Kalau sampai sebuah hati tak lagi mampu menasehati dirinya sendiri, nasehat
orang lain hanyalah nyanyian, tuntutan jadi tontonan, kebenaran jadi pelecehan.
Bila situasi demikian berlanjut, maka Al-Qur’an menggambarkan, “kemudian sesaat
itu hatimu menjadi keras seperti batu, bahkan lebih keras lagi.” (QS.Al-Baqarah
:74).
Hati yang keras
adalah hati yang gelap, menjadi tempat setan membangun tempat markas besarnya.
Dari hati yang gelap itu, setan menyebar ke seluruh anggota tubuh melalui
jaringan-jaringan darah. Di mana darah mengalir, disitu setan bertengger. Tak
ada batas lagi antara dia dan setan. Dia merasa tak lagi bisa hidup tanpa
kebiasaan jahatnya itu.
Terhadap
kelompok yang terakhir itu, Al-Qur’an menyatakan “Bagai gelap gulita di lautan
kelam yang diliputi oleh ombak di atasnya ombak pula, dan di atasnya lagi
mendung menggumpal.

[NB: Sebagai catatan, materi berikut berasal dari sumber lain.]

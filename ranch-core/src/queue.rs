//! The per-`(resource_type, requested_state)` request queue: a FIFO of
//! unmet acquisitions with TTL-based aging.
//!
//! All mutation happens under the registry's lock (`crate::registry`); this
//! module holds only the data structure and the pure logic around it.

use std::collections::{HashMap, VecDeque};

use chrono::{DateTime, Utc};

use crate::model::QueuedRequest;

/// Key identifying one queue: the `(resource_type, requested_state)` pair.
pub type QueueKey = (String, String);

/// The full set of per-`(type, state)` FIFOs.
#[derive(Default)]
pub struct RequestQueues {
    queues: HashMap<QueueKey, VecDeque<QueuedRequest>>,
}

impl RequestQueues {
    #[must_use]
    pub fn new() -> Self {
        Self::default()
    }

    fn key(resource_type: &str, requested_state: &str) -> QueueKey {
        (resource_type.to_string(), requested_state.to_string())
    }

    /// Enqueues a request at the tail of its queue unless a request with the
    /// same id is already present anywhere in it. Returns `true` if a new
    /// entry was inserted, `false` if the id was already enrolled (i.e. this
    /// call is a re-poll, not a first submission).
    pub fn enqueue(
        &mut self,
        resource_type: &str,
        requested_state: &str,
        request_id: &str,
        now: DateTime<Utc>,
    ) -> bool {
        let key = Self::key(resource_type, requested_state);
        let queue = self.queues.entry(key).or_default();
        if queue.iter().any(|r| r.request_id == request_id) {
            return false;
        }
        queue.push_back(QueuedRequest {
            request_id: request_id.to_string(),
            resource_type: resource_type.to_string(),
            requested_state: requested_state.to_string(),
            submitted_at: now,
        });
        true
    }

    /// Returns the oldest fresh (non-expired) request in a queue, skipping
    /// but not removing any stale entries ahead of it: a stale request loses
    /// priority immediately but stays enrolled until the next GC sweep.
    #[must_use]
    pub fn head(
        &self,
        resource_type: &str,
        requested_state: &str,
        now: DateTime<Utc>,
        ttl: chrono::Duration,
    ) -> Option<&QueuedRequest> {
        let key = Self::key(resource_type, requested_state);
        self.queues
            .get(&key)?
            .iter()
            .find(|r| now - r.submitted_at < ttl)
    }

    /// Removes a specific request (by id) from its queue, e.g. once it has
    /// been fulfilled.
    pub fn remove(&mut self, resource_type: &str, requested_state: &str, request_id: &str) {
        let key = Self::key(resource_type, requested_state);
        if let Some(queue) = self.queues.get_mut(&key) {
            queue.retain(|r| r.request_id != request_id);
        }
    }

    /// Request GC: drops every request older than `ttl`, across all queues.
    /// Returns the number removed, for metrics/logging.
    pub fn evict_stale(&mut self, now: DateTime<Utc>, ttl: chrono::Duration) -> usize {
        let mut removed = 0;
        self.queues.retain(|_, queue| {
            let before = queue.len();
            queue.retain(|r| now - r.submitted_at < ttl);
            removed += before - queue.len();
            !queue.is_empty()
        });
        removed
    }

    #[must_use]
    pub fn pending_count(&self, resource_type: &str, requested_state: &str) -> usize {
        let key = Self::key(resource_type, requested_state);
        self.queues.get(&key).map_or(0, VecDeque::len)
    }
}
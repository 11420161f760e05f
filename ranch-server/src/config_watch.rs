//! Watches the declarative pool config file for changes and triggers a
//! reconciliation pass. Adapted from `Alb-O-xeno`'s `crates/config/src/watch.rs`
//! `ConfigWatcher`, specialized from a directory of `.kdl` files to a single
//! YAML document.

use std::path::{Path, PathBuf};
use std::sync::mpsc::{self, Receiver};

use notify::{Event, EventKind, RecommendedWatcher, RecursiveMode, Watcher};

/// Watches one config file's parent directory (editors often replace a
/// file rather than write it in place, which a direct file watch can miss).
pub struct ConfigWatcher {
    config_path: PathBuf,
    rx: Receiver<notify::Result<Event>>,
    _watcher: RecommendedWatcher,
}

impl ConfigWatcher {
    pub fn new(config_path: impl Into<PathBuf>) -> anyhow::Result<Self> {
        let config_path = config_path.into();
        let (tx, rx) = mpsc::channel();

        let mut watcher = RecommendedWatcher::new(
            move |res| {
                let _ = tx.send(res);
            },
            notify::Config::default(),
        )?;

        let watch_dir = config_path.parent().unwrap_or_else(|| Path::new("."));
        watcher.watch(watch_dir, RecursiveMode::NonRecursive)?;

        Ok(Self {
            config_path,
            rx,
            _watcher: watcher,
        })
    }

    /// Polls without blocking; `true` iff the watched config file itself
    /// changed since the last poll (other files in the directory are
    /// ignored).
    pub fn poll(&self) -> bool {
        let mut changed = false;
        while let Ok(Ok(event)) = self.rx.try_recv() {
            if !matches!(event.kind, EventKind::Modify(_) | EventKind::Create(_)) {
                continue;
            }
            if event.paths.iter().any(|p| p == &self.config_path) {
                changed = true;
            }
        }
        changed
    }
}

#[cfg(test)]
mod tests {
    use super::*;
    use std::fs;
    use std::time::Duration;
    use tempfile::TempDir;

    #[test]
    fn detects_change_to_watched_file() {
        let tmp = TempDir::new().unwrap();
        let config_path = tmp.path().join("ranch.yaml");
        fs::write(&config_path, "resources: []").unwrap();

        let watcher = ConfigWatcher::new(&config_path).unwrap();
        std::thread::sleep(Duration::from_millis(50));

        fs::write(&config_path, "resources: []\ndynamic_resources: []").unwrap();

        for _ in 0..20 {
            std::thread::sleep(Duration::from_millis(50));
            if watcher.poll() {
                return;
            }
        }
        panic!("expected config change to be detected");
    }
}
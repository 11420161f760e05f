//! Abstraction over wall-clock time for dependency injection.
//!
//! Allows deterministic testing of TTL- and lease-expiry-sensitive logic
//! (the reaper, the request queue's staleness check) by substituting a
//! [`FixedClock`] for [`SystemClock`].

use chrono::{DateTime, Utc};

/// Source of the current time, injected into the Ranch so tests can control it.
pub trait Clock: Send + Sync {
    /// Returns the current wall-clock time.
    fn now(&self) -> DateTime<Utc>;
}

/// Delegates to the operating system's clock.
#[derive(Debug, Default, Clone, Copy)]
pub struct SystemClock;

impl Clock for SystemClock {
    fn now(&self) -> DateTime<Utc> {
        Utc::now()
    }
}

/// Test doubles for [`Clock`]. Public so integration tests (which compile
/// against the crate as an external consumer) can reach them too.
pub mod testing {
    use super::Clock;
    use chrono::{DateTime, Utc};
    use parking_lot::Mutex;

    /// A clock whose value is advanced manually, for deterministic tests.
    pub struct FixedClock(Mutex<DateTime<Utc>>);

    impl FixedClock {
        pub fn new(start: DateTime<Utc>) -> Self {
            Self(Mutex::new(start))
        }

        pub fn advance(&self, delta: chrono::Duration) {
            let mut guard = self.0.lock();
            *guard += delta;
        }
    }

    impl Clock for FixedClock {
        fn now(&self) -> DateTime<Utc> {
            *self.0.lock()
        }
    }
}
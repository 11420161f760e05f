//! Periodic background sweep driving [`Ranch::expire_overdue_leases`]: every
//! tick, any resource whose lease has expired is demoted to its class's
//! dirty state and its owner cleared, so the pool keeps reclaiming
//! abandoned leases without an operator having to intervene.

use std::sync::Arc;
use std::time::Duration as StdDuration;

use tracing::{debug, info};

use crate::registry::Ranch;

/// Runs [`Ranch::expire_overdue_leases`] once per `interval` until the
/// process shuts down. Intended to be spawned as a background task by the
/// server crate; exposed here so `ranch-core` stays free of a runtime
/// dependency on any particular executor beyond `tokio::time`.
pub async fn run(ranch: Arc<Ranch>, interval: StdDuration) {
    let mut ticker = tokio::time::interval(interval);
    loop {
        ticker.tick().await;
        let now = ranch.clock.now();
        let demoted = ranch.expire_overdue_leases(now);
        if demoted.is_empty() {
            debug!("reaper sweep: nothing overdue");
        } else {
            info!(count = demoted.len(), "reaper demoted overdue leases");
        }
    }
}

#[cfg(test)]
mod tests {
    use super::*;
    use crate::clock::testing::FixedClock;
    use crate::clock::Clock;
    use crate::model::Resource;
    use crate::storage::memory::MemoryStorage;
    use crate::storage::StoredObject;
    use chrono::DateTime;

    #[tokio::test(start_paused = true)]
    async fn sweep_runs_on_interval_and_demotes_overdue() {
        let clock = Arc::new(FixedClock::new(DateTime::UNIX_EPOCH));
        let ranch = Arc::new(Ranch::new(Arc::new(MemoryStorage::new()), clock.clone()));
        ranch
            .storage
            .create(StoredObject::Resource(Resource::new(
                "r1",
                "t",
                "free",
                clock.now(),
            )))
            .unwrap();
        ranch.reload_from_storage();
        ranch
            .acquire(
                "t",
                "free",
                "busy",
                "A",
                std::time::Duration::from_secs(1),
                None,
                chrono::Duration::seconds(30),
            )
            .unwrap();

        let handle = tokio::spawn({
            let ranch = ranch.clone();
            async move { run(ranch, StdDuration::from_secs(5)).await }
        });

        clock.advance(chrono::Duration::seconds(10));
        tokio::time::advance(StdDuration::from_secs(10)).await;
        tokio::task::yield_now().await;

        assert_eq!(
            ranch.get_resource("r1").unwrap().state,
            crate::lifecycle::DEFAULT_DIRTY_STATE
        );
        handle.abort();
    }
}
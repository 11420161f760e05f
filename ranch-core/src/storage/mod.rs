//! The storage adapter: typed CRUD with optimistic concurrency over two
//! object kinds, plus a watch stream.
//!
//! Mirrors the teacher's layered storage design (`StorageEngine` as the
//! innermost trait, a `DashMap`-backed in-memory implementation) but
//! collapsed to one layer, since Ranch does not need the teacher's
//! eviction/expiry/mutation-observer machinery: leases already carry their
//! own expiration, and [`crate::reaper`] plays the role a `MutationObserver`
//! would.

pub mod memory;

use crate::error::StorageError;
use crate::model::{Drlc, ObjectVersion, Resource};
use tokio::sync::broadcast;

/// The two entity kinds the storage backend knows about.
#[derive(Debug, Clone, Copy, PartialEq, Eq, Hash)]
pub enum ObjectKind {
    Resource,
    Drlc,
}

/// Either stored entity, returned from reads so `get`/`list`/`watch` can
/// share one signature across both kinds.
#[derive(Debug, Clone, PartialEq)]
pub enum StoredObject {
    Resource(Resource),
    Drlc(Drlc),
}

impl StoredObject {
    #[must_use]
    pub fn kind(&self) -> ObjectKind {
        match self {
            StoredObject::Resource(_) => ObjectKind::Resource,
            StoredObject::Drlc(_) => ObjectKind::Drlc,
        }
    }

    #[must_use]
    pub fn name(&self) -> &str {
        match self {
            StoredObject::Resource(r) => &r.name,
            StoredObject::Drlc(d) => &d.resource_type,
        }
    }

    #[must_use]
    pub fn version(&self) -> ObjectVersion {
        match self {
            StoredObject::Resource(r) => r.version,
            StoredObject::Drlc(d) => d.version,
        }
    }

    #[must_use]
    pub fn into_resource(self) -> Option<Resource> {
        match self {
            StoredObject::Resource(r) => Some(r),
            StoredObject::Drlc(_) => None,
        }
    }

    #[must_use]
    pub fn into_drlc(self) -> Option<Drlc> {
        match self {
            StoredObject::Drlc(d) => Some(d),
            StoredObject::Resource(_) => None,
        }
    }
}

/// An event emitted by the storage adapter's watch stream. Named after
/// `kube_runtime::watcher::Event`'s `Applied`/`Deleted` split -- there is no
/// `Restarted` analogue here because Ranch's in-memory registry is always
/// the process that owns the watched store; it never reconnects to it.
#[derive(Debug, Clone, PartialEq)]
pub enum WatchEvent {
    Created(StoredObject),
    Updated(StoredObject),
    Deleted { kind: ObjectKind, name: String },
}

/// Typed CRUD with optimistic concurrency over [`ObjectKind::Resource`] and
/// [`ObjectKind::Drlc`] objects, plus a watch stream.
///
/// Implementations abstract over any store providing these semantics (an
/// in-memory map here; an etcd/SQL/cloud-object-store table in production,
/// which is explicitly out of scope per the purpose statement but is a
/// drop-in against this trait).
pub trait Storage: Send + Sync {
    fn get(&self, kind: ObjectKind, name: &str) -> Option<StoredObject>;

    fn list(&self, kind: ObjectKind) -> Vec<StoredObject>;

    /// Creates a brand-new object. Fails if `name` already exists.
    fn create(&self, object: StoredObject) -> Result<ObjectVersion, StorageError>;

    /// Replaces an existing object iff its stored version matches
    /// `expected_version`. On mismatch, returns `Conflict` -- the caller
    /// must re-read and retry.
    fn update(
        &self,
        object: StoredObject,
        expected_version: ObjectVersion,
    ) -> Result<ObjectVersion, StorageError>;

    /// Deletes an object iff its stored version matches `expected_version`.
    fn delete(
        &self,
        kind: ObjectKind,
        name: &str,
        expected_version: ObjectVersion,
    ) -> Result<(), StorageError>;

    /// Subscribes to change events for a kind. Lagging subscribers miss
    /// events (per [`broadcast::Receiver`] semantics); the config reconciler
    /// treats a lag as "re-bootstrap from a full `list`", same as it would
    /// treat a `kube_runtime::watcher::Event::Restarted`.
    fn watch(&self, kind: ObjectKind) -> broadcast::Receiver<WatchEvent>;
}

Gelap bertumpang tindih dengan gelap jika diulurkan
tangannya nyaris tak mampu melihatnya sendiri. Barang siapa yang Allah tidak
memberikan cahaya untuknya, tidaklah ia akan memperoleh Cahaya sedikitpun.”
(QS.An-Nur:40).
Siapa saja bisa
rusak hatinya sehingga kehilangan cermin diri. Orang awam bisa gelap hatinya,
tetapi lebih berbahaya lagi jika hal itu melanda orang terpelajar atau
cendekiawan. Sebab betapapun otaknya encer, nafsunya akan lebih dominan
daripada akalnya.
Untuk kita
ingat bahwa pada diri kita ada hati, tempat kita bercermin diri. Karenannya
perlu kita rawat dan bersihkan terus-menerus, sehingga hati kita menjadi
bersinar, lunak dan tenang. Dalam hadits Qudsy dinyatakan, “Bumi-Ku tak sanggup
memuatKu. Begitu juga langitKu. Yang dapat memuatKu adalah hati hamba-hambaKu
yang beriman, lunak dan tenang itulah (petunjuk) Allah berada. Dalam hadits
Qudsy dibyatakan : “BumiKu tak sanggup memuatKu begitu juga langitKu, yang
dapat memuatKu adalah hati hamba-hambaKu yang lunak dan tenang. Wallahu ‘alam.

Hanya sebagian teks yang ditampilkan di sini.